We currently support 9 data sources. Here is a summary table:

Digital Services	Instructions	Destinations	Use cases
Apple Health	Link	personal-data/apple-health	Exercise patterns, calorie counts
Amazon	Link	personal-data/amazon	Product recommendation, purchase history summarization
Amazon Kindle	Link	personal-data/amazon-kindle	Book recommendation
Spotify	Link	personal-data/spotify	Music / streaming recommendation
Venmo	Link	personal-data/venmo	Monthly spend summarization
Libby	Link	personal-data/libby	Book recommendation
Google Photos	Link	personal-data/google_photos	Food recommendation, Object detections, and more
Google Location	Link	personal-data/google-timeline/Location History/Semantic Location History	Location tracking / visualization
Facebook posts	Link	personal-data/facebook	Question-Answering over FB posts / photos

If you have a different data source not listed above, follow the instructions here to add this data source to the importer.

GOOGLE PHOTOS and GOOGLE TIMELINE

You can download your Google photos and location (also Gmail, map and google calendar) data from Google Takeout.
The download from Google Takeout would be in multiple zip files.
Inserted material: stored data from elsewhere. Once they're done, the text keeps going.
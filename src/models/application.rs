use chrono::NaiveDateTime;
use diesel::prelude::*;

use crate::domain::application::{
    Application as DomainApplication, NewApplication as DomainNewApplication,
};
use crate::domain::types::{ApplicationStatus, Pitch, TypeConstraintError};

/// Diesel model representing the `applications` table.
#[derive(Debug, Clone, Identifiable, Queryable, Selectable)]
#[diesel(table_name = crate::schema::applications)]
pub struct Application {
    pub id: i32,
    pub campaign_id: i32,
    pub influencer_id: i32,
    pub pitch: String,
    pub status: String,
    pub created_at: NaiveDateTime,
    pub updated_at: NaiveDateTime,
}

#[derive(Debug, Insertable)]
#[diesel(table_name = crate::schema::applications)]
pub struct NewApplication {
    pub campaign_id: i32,
    pub influencer_id: i32,
    pub pitch: String,
    pub status: String,
    pub created_at: NaiveDateTime,
    pub updated_at: NaiveDateTime,
}

impl TryFrom<Application> for DomainApplication {
    type Error = TypeConstraintError;

    fn try_from(application: Application) -> Result<Self, Self::Error> {
        Ok(Self {
            id: application.id.try_into()?,
            campaign_id: application.campaign_id.try_into()?,
            influencer_id: application.influencer_id.try_into()?,
            pitch: Pitch::new(application.pitch)?,
            status: ApplicationStatus::try_from(application.status)?,
            created_at: application.created_at,
            updated_at: application.updated_at,
        })
    }
}

impl From<DomainNewApplication> for NewApplication {
    fn from(application: DomainNewApplication) -> Self {
        Self {
            campaign_id: application.campaign_id.get(),
            influencer_id: application.influencer_id.get(),
            pitch: application.pitch.into_inner(),
            status: ApplicationStatus::Pending.as_str().to_string(),
            created_at: application.created_at,
            updated_at: application.updated_at,
        }
    }
}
Unzip all the files.
For Google photos, move all the unzipped folders inside ~/personal-data/google_photos/. There can be any number of sub-folders under google_photos.
For Google locations, move the unzipped files to personal-data/google-timeline/Location History/Semantic Location History.

FACEBOOK DATA

Go to Facebook Settings
Click on Download your information and download FB data in JSON format
Unzip the downloaded file and copy the directory posts sub-folder to ~/personal-data/facebook. The posts folder would sit directly under the Facebook folder.

APPLE HEALTH

Go to the Apple Health app on your phone and ask to export your data. This will create a file called iwatch.xml and that's the input file to the importer.
Move the downloaded file to this ~/personal-data/apple-health

AMAZON

Request your data from Amazon here: https://www.amazon.com/gp/help/customer/display.html?nodeId=GXPU3YPMBZQRWZK2 They say it can take up to 30 days, but it took about 2 days. They'll email you when it's ready.

They separate Amazon purchases from Kindle purchases into two different directories.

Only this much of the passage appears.